- [What this task involves] Every line of the material that holds "ClearBuffer" should be counted; give the number and nothing more.

- [Record set]
.....

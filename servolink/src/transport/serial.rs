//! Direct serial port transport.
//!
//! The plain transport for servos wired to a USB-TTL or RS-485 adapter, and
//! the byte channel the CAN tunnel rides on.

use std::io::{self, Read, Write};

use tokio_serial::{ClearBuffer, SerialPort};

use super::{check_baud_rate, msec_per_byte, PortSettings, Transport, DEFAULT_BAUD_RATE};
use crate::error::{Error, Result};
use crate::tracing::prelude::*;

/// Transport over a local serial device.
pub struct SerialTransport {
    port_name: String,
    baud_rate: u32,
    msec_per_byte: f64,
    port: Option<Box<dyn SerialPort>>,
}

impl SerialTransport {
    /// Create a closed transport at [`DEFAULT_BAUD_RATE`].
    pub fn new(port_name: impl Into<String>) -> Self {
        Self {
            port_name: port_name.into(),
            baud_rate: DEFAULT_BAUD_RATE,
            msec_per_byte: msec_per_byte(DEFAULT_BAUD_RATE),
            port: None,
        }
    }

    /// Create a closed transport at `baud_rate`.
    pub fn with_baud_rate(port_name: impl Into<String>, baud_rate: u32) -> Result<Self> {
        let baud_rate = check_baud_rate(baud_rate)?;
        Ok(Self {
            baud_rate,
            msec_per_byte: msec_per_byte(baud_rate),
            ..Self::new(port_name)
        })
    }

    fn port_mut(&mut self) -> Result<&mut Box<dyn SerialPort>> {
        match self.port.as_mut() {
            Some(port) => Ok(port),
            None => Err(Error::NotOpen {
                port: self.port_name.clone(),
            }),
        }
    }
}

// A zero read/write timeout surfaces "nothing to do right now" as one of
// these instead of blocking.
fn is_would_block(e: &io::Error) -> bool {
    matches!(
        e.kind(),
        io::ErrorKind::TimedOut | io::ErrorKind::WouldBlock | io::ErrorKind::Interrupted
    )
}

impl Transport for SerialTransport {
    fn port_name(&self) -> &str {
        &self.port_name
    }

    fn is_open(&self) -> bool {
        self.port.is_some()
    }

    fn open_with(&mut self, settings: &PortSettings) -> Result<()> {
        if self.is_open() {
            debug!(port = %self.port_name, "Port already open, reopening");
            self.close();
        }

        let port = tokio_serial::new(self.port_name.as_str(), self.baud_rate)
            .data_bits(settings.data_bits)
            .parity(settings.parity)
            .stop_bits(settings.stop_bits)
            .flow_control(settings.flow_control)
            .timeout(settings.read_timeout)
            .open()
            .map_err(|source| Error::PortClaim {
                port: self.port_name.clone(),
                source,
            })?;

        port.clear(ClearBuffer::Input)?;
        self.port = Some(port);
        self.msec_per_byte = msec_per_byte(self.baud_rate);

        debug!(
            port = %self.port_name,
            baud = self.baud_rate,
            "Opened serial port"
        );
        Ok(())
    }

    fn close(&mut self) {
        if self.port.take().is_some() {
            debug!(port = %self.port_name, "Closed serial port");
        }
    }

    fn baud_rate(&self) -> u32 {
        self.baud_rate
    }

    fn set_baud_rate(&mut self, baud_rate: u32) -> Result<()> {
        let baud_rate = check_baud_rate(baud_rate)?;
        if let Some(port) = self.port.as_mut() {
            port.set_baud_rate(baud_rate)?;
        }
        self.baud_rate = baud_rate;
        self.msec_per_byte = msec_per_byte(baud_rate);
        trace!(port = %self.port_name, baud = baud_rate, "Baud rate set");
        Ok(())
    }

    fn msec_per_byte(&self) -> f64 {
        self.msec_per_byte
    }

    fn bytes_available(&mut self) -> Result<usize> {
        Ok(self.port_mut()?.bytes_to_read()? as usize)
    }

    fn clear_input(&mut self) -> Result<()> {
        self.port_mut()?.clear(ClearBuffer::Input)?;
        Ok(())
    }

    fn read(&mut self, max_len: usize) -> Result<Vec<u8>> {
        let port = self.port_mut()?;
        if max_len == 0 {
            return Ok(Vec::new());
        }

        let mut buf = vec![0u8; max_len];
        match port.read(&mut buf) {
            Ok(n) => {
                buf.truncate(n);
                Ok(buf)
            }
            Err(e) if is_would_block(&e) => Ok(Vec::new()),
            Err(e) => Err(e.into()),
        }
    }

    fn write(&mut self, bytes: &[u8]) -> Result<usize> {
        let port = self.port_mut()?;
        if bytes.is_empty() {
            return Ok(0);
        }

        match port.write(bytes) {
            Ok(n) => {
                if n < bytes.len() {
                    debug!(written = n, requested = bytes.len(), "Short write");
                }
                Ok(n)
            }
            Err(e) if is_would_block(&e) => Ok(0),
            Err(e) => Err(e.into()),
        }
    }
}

.....

- [Solution to this exercise] 3